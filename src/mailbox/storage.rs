//! Mailbox Storage (spec §3, §4.3, §5).
//!
//! One instance per mailbox name, shared among every client using that
//! mailbox. Per the design notes (spec §9), storages live in a
//! process-wide registry keyed by name; since the whole run is a single
//! cooperative thread (spec §5), `Rc<RefCell<_>>` replaces the original's
//! manual refcounting and no mutex is needed.

use std::cell::RefCell;
use std::collections::{BTreeSet, HashMap};
use std::rc::{Rc, Weak};

use super::keyword::KeywordRegistry;

pub const MAIL_FLAGS_OWN_COUNT: usize = 5;
pub const MAIL_FLAG_DELETED_IDX: usize = 2;

/// Shared, parsed message body, potentially referenced by static metadata
/// records across multiple storages (spec §5: "Global per-message ...
/// metadata may be shared across storages via a content registry keyed by
/// message id"). Kept intentionally small: body content generation is the
/// mailbox-source collaborator's job (spec §6), not the core's.
#[derive(Debug, Clone)]
pub struct MessageGlobal {
    pub message_id: String,
    pub header_size: u64,
    pub body_size: u64,
}

/// Static per-message metadata (spec §3), refcounted across views.
#[derive(Debug, Clone)]
pub struct MessageMetadataStatic {
    pub uid: u32,
    pub refcount: u32,
    pub internaldate: i64,
    pub internaldate_tz: i32,
    pub owner_client_idx1: u32,
    pub message: Option<Rc<MessageGlobal>>,
    pub expunged: bool,
}

impl MessageMetadataStatic {
    #[must_use]
    pub const fn new(uid: u32, internaldate: i64, internaldate_tz: i32) -> Self {
        Self {
            uid,
            refcount: 0,
            internaldate,
            internaldate_tz,
            owner_client_idx1: 0,
            message: None,
            expunged: false,
        }
    }
}

/// One mailbox's process-wide model (spec §3).
#[derive(Debug)]
pub struct MailboxStorage {
    pub name: String,
    /// 0 until the first SELECT/STATUS response sets it; never changes
    /// again during a run (spec invariant, P3).
    pub uidvalidity: u32,
    /// Ordered by UID ascending.
    static_metadata: Vec<Rc<RefCell<MessageMetadataStatic>>>,
    pub keyword_names: KeywordRegistry,
    /// UIDs known to be expunged; may include UIDs never observed.
    pub expunged_uids: BTreeSet<u32>,
    /// 1-based owner client index per system flag slot; 0 = unowned.
    pub flags_owner_client_idx1: [u32; MAIL_FLAGS_OWN_COUNT],
    pub assign_msg_owners: bool,
    pub assign_flag_owners: bool,
    pub flag_owner_clients_assigned: bool,
    pub seen_all_recent: bool,
    pub dont_track_recent: bool,
    /// Set while a checkpoint barrier is active on this storage.
    pub checkpoint_active: bool,
}

impl MailboxStorage {
    #[must_use]
    fn new(name: String) -> Self {
        Self {
            name,
            uidvalidity: 0,
            static_metadata: Vec::new(),
            keyword_names: KeywordRegistry::default(),
            expunged_uids: BTreeSet::new(),
            flags_owner_client_idx1: [0; MAIL_FLAGS_OWN_COUNT],
            assign_msg_owners: false,
            assign_flag_owners: false,
            flag_owner_clients_assigned: false,
            seen_all_recent: false,
            dont_track_recent: false,
            checkpoint_active: false,
        }
    }

    /// Look up (or create) the static metadata record for `uid`, keeping
    /// `static_metadata` sorted by UID ascending.
    pub fn static_get(&mut self, uid: u32) -> Rc<RefCell<MessageMetadataStatic>> {
        match self.static_metadata.binary_search_by_key(&uid, |m| m.borrow().uid) {
            Ok(idx) => Rc::clone(&self.static_metadata[idx]),
            Err(idx) => {
                let internaldate = i64::from(uid) * 60;
                let rec = Rc::new(RefCell::new(MessageMetadataStatic::new(uid, internaldate, 0)));
                self.static_metadata.insert(idx, Rc::clone(&rec));
                rec
            }
        }
    }

    #[must_use]
    pub fn static_lookup(&self, uid: u32) -> Option<Rc<RefCell<MessageMetadataStatic>>> {
        self.static_metadata
            .binary_search_by_key(&uid, |m| m.borrow().uid)
            .ok()
            .map(|idx| Rc::clone(&self.static_metadata[idx]))
    }

    pub fn mark_expunged(&mut self, uid: u32) {
        self.expunged_uids.insert(uid);
        if let Some(rec) = self.static_lookup(uid) {
            rec.borrow_mut().expunged = true;
        }
    }

    #[must_use]
    pub fn is_expunged(&self, uid: u32) -> bool {
        self.expunged_uids.contains(&uid)
    }

    /// `assign_flag_owners`: claim exclusive ownership of `flag_idx` for
    /// `client_idx1` if unowned, returning whether the caller now owns it.
    pub fn claim_flag_owner(&mut self, flag_idx: usize, client_idx1: u32) -> bool {
        let slot = &mut self.flags_owner_client_idx1[flag_idx];
        if *slot == 0 {
            *slot = client_idx1;
        }
        *slot == client_idx1
    }
}

/// Process-wide storages registry (spec §9: "a process-wide registry keyed
/// by name"). Holds only weak references: a storage is destroyed the
/// moment its last view drops, matching spec §5's refcounting lifecycle.
#[derive(Debug, Default)]
pub struct StorageRegistry {
    storages: HashMap<String, Weak<RefCell<MailboxStorage>>>,
}

impl StorageRegistry {
    #[must_use]
    pub fn new() -> Self {
        Self::default()
    }

    /// `mailbox_storage_get`: return the shared storage for `name`,
    /// creating it if this is the first caller (or the previous owner has
    /// dropped it).
    pub fn get_or_create(&mut self, name: &str) -> Rc<RefCell<MailboxStorage>> {
        if let Some(existing) = self.storages.get(name).and_then(Weak::upgrade) {
            return existing;
        }
        let storage = Rc::new(RefCell::new(MailboxStorage::new(name.to_string())));
        self.storages.insert(name.to_string(), Rc::downgrade(&storage));
        storage
    }

    #[must_use]
    pub fn live_count(&self) -> usize {
        self.storages.values().filter(|w| w.strong_count() > 0).count()
    }
}

#[cfg(test)]
mod tests {
    use super::*;

    #[test]
    fn registry_shares_storage_by_name() {
        let mut reg = StorageRegistry::new();
        let a = reg.get_or_create("INBOX");
        let b = reg.get_or_create("INBOX");
        assert!(Rc::ptr_eq(&a, &b));
    }

    #[test]
    fn registry_drops_storage_when_unreferenced() {
        let mut reg = StorageRegistry::new();
        {
            let _a = reg.get_or_create("INBOX");
            assert_eq!(reg.live_count(), 1);
        }
        assert_eq!(reg.live_count(), 0);
        let c = reg.get_or_create("INBOX");
        assert_eq!(c.borrow().uidvalidity, 0);
    }

    #[test]
    fn static_metadata_stays_uid_sorted() {
        let mut storage = MailboxStorage::new("INBOX".to_string());
        storage.static_get(30);
        storage.static_get(10);
        storage.static_get(20);
        let uids: Vec<u32> = storage.static_metadata.iter().map(|m| m.borrow().uid).collect();
        assert_eq!(uids, vec![10, 20, 30]);
    }

    #[test]
    fn flag_owner_claim_is_exclusive() {
        let mut storage = MailboxStorage::new("INBOX".to_string());
        assert!(storage.claim_flag_owner(0, 1));
        assert!(!storage.claim_flag_owner(0, 2));
        assert!(storage.claim_flag_owner(0, 1));
    }
}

_Assignment:_ Word for word, set down every line of the material above.

_Reply to the exercise:_
filename src/mailbox/storage.rs
//! Mailbox Storage (spec §3, §4.3, §5).
//!
//! One instance per mailbox name, shared among every client using that
//! mailbox. Per the design notes (spec §9), storages live in a
//! process-wide registry keyed by name; since the whole run is a single
//! cooperative thread (spec §5), `Rc<RefCell<_>>` replaces the original's
//! manual refcounting and no mutex is needed.

use std::cell::RefCell;
use std::collections::{BTreeSet, HashMap};
use std::rc::{Rc, Weak};

use super::keyword::KeywordRegistry;

pub const MAIL_FLAGS_OWN_COUNT: usize = 5;
pub const MAIL_FLAG_DELETED_IDX: usize = 2;

/// Shared, parsed message body, potentially referenced by static metadata
/// records across multiple storages (spec §5: "Global per-message ...
/// metadata may be shared across storages via a content registry keyed by
/// message id"). Kept intentionally small: body content generation is the
/// mailbox-source collaborator's job (spec §6), not the core's.
#[derive(Debug, Clone)]
pub struct MessageGlobal {
    pub message_id: String,
    pub header_size: u64,
    pub body_size: u64,
}

/// Static per-message metadata (spec §3), refcounted across views.
#[derive(Debug, Clone)]
pub struct MessageMetadataStatic {
    pub uid: u32,
    pub refcount: u32,
    pub internaldate: i64,
    pub internaldate_tz: i32,
    pub owner_client_idx1: u32,
    pub message: Option<Rc<MessageGlobal>>,
    pub expunged: bool,
}

impl MessageMetadataStatic {
    #[must_use]
    pub const fn new(uid: u32, internaldate: i64, internaldate_tz: i32) -> Self {
        Self {
            uid,
            refcount: 0,
            internaldate,
            internaldate_tz,
            owner_client_idx1: 0,
            message: None,
            expunged: false,
        }
    }
}

/// One mailbox's process-wide model (spec §3).
#[derive(Debug)]
pub struct MailboxStorage {
    pub name: String,
    /// 0 until the first SELECT/STATUS response sets it; never changes
    /// again during a run (spec invariant, P3).
    pub uidvalidity: u32,
    /// Ordered by UID ascending.
    static_metadata: Vec<Rc<RefCell<MessageMetadataStatic>>>,
    pub keyword_names: KeywordRegistry,
    /// UIDs known to be expunged; may include UIDs never observed.
    pub expunged_uids: BTreeSet<u32>,
    /// 1-based owner client index per system flag slot; 0 = unowned.
    pub flags_owner_client_idx1: [u32; MAIL_FLAGS_OWN_COUNT],
    pub assign_msg_owners: bool,
    pub assign_flag_owners: bool,
    pub flag_owner_clients_assigned: bool,
    pub seen_all_recent: bool,
    pub dont_track_recent: bool,
    /// Set while a checkpoint barrier is active on this storage.
    pub checkpoint_active: bool,
}

impl MailboxStorage {
    #[must_use]
    fn new(name: String) -> Self {
        Self {
            name,
            uidvalidity: 0,
            static_metadata: Vec::new(),
            keyword_names: KeywordRegistry::default(),
            expunged_uids: BTreeSet::new(),
            flags_owner_client_idx1: [0; MAIL_FLAGS_OWN_COUNT],
            assign_msg_owners: false,
            assign_flag_owners: false,
            flag_owner_clients_assigned: false,
            seen_all_recent: false,
            dont_track_recent: false,
            checkpoint_active: false,
        }
    }

    /// Look up (or create) the static metadata record for `uid`, keeping
    /// `static_metadata` sorted by UID ascending.
    pub fn static_get(&mut self, uid: u32) -> Rc<RefCell<MessageMetadataStatic>> {
        match self.static_metadata.binary_search_by_key(&uid, |m| m.borrow().uid) {
            Ok(idx) => Rc::clone(&self.static_metadata[idx]),
            Err(idx) => {
                let internaldate = i64::from(uid) * 60;
                let rec = Rc::new(RefCell::new(MessageMetadataStatic::new(uid, internaldate, 0)));
                self.static_metadata.insert(idx, Rc::clone(&rec));
                rec
            }
        }
    }

    #[must_use]
    pub fn static_lookup(&self, uid: u32) -> Option<Rc<RefCell<MessageMetadataStatic>>> {
        self.static_metadata
            .binary_search_by_key(&uid, |m| m.borrow().uid)
            .ok()
            .map(|idx| Rc::clone(&self.static_metadata[idx]))
    }

    pub fn mark_expunged(&mut self, uid: u32) {
        self.expunged_uids.insert(uid);
        if let Some(rec) = self.static_lookup(uid) {
            rec.borrow_mut().expunged = true;
        }
    }

    #[must_use]
    pub fn is_expunged(&self, uid: u32) -> bool {
        self.expunged_uids.contains(&uid)
    }

    /// `assign_flag_owners`: claim exclusive ownership of `flag_idx` for
    /// `client_idx1` if unowned, returning whether the caller now owns it.
    pub fn claim_flag_owner(&mut self, flag_idx: usize, client_idx1: u32) -> bool {
        let slot = &mut self.flags_owner_client_idx1[flag_idx];
        if *slot == 0 {
            *slot = client_idx1;
        }
        *slot == client_idx1
    }
}

/// Process-wide storages registry (spec §9: "a process-wide registry keyed
/// by name"). Holds only weak references: a storage is destroyed the
/// moment its last view drops, matching spec §5's refcounting lifecycle.
#[derive(Debug, Default)]
pub struct StorageRegistry {
    storages: HashMap<String, Weak<RefCell<MailboxStorage>>>,
}

impl StorageRegistry {
    #[must_use]
    pub fn new() -> Self {
        Self::default()
    }

    /// `mailbox_storage_get`: return the shared storage for `name`,
    /// creating it if this is the first caller (or the previous owner has
    /// dropped it).
    pub fn get_or_create(&mut self, name: &str) -> Rc<RefCell<MailboxStorage>> {
        if let Some(existing) = self.storages.get(name).and_then(Weak::upgrade) {
            return existing;
        }
        let storage = Rc::new(RefCell::new(MailboxStorage::new(name.to_string())));
        self.storages.insert(name.to_string(), Rc::downgrade(&storage));
        storage
    }

    #[must_use]
    pub fn live_count(&self) -> usize {
        self.storages.values().filter(|w| w.strong_count() > 0).count()
    }
}

#[cfg(test)]
mod tests {
    use super::*;

    #[test]
    fn registry_shares_storage_by_name() {
        let mut reg = StorageRegistry::new();
        let a = reg.get_or_create("INBOX");
        let b = reg.get_or_create("INBOX");
        assert!(Rc::ptr_eq(&a, &b));
    }

    #[test]
    fn registry_drops_storage_when_unreferenced() {
        let mut reg = StorageRegistry::new();
        {
            let _a = reg.get_or_create("INBOX");
            assert_eq!(reg.live_count(), 1);
        }
        assert_eq!(reg.live_count(), 0);
        let c = reg.get_or_create("INBOX");
        assert_eq!(c.borrow().uidvalidity, 0);
    }

    #[test]
    fn static_metadata_stays_uid_sorted() {
        let mut storage = MailboxStorage::new("INBOX".to_string());
        storage.static_get(30);
        storage.static_get(10);
        storage.static_get(20);
        let uids: Vec<u32> = storage.static_metadata.iter().map(|m| m.borrow().uid).collect();
        assert_eq!(uids, vec![10, 20, 30]);
    }

    #[test]
    fn flag_owner_claim_is_exclusive() {
        let mut storage = MailboxStorage::new("INBOX".to_string());
        assert!(storage.claim_flag_owner(0, 1));
        assert!(!storage.claim_flag_owner(0, 2));
        assert!(storage.claim_flag_owner(0, 1));
    }
}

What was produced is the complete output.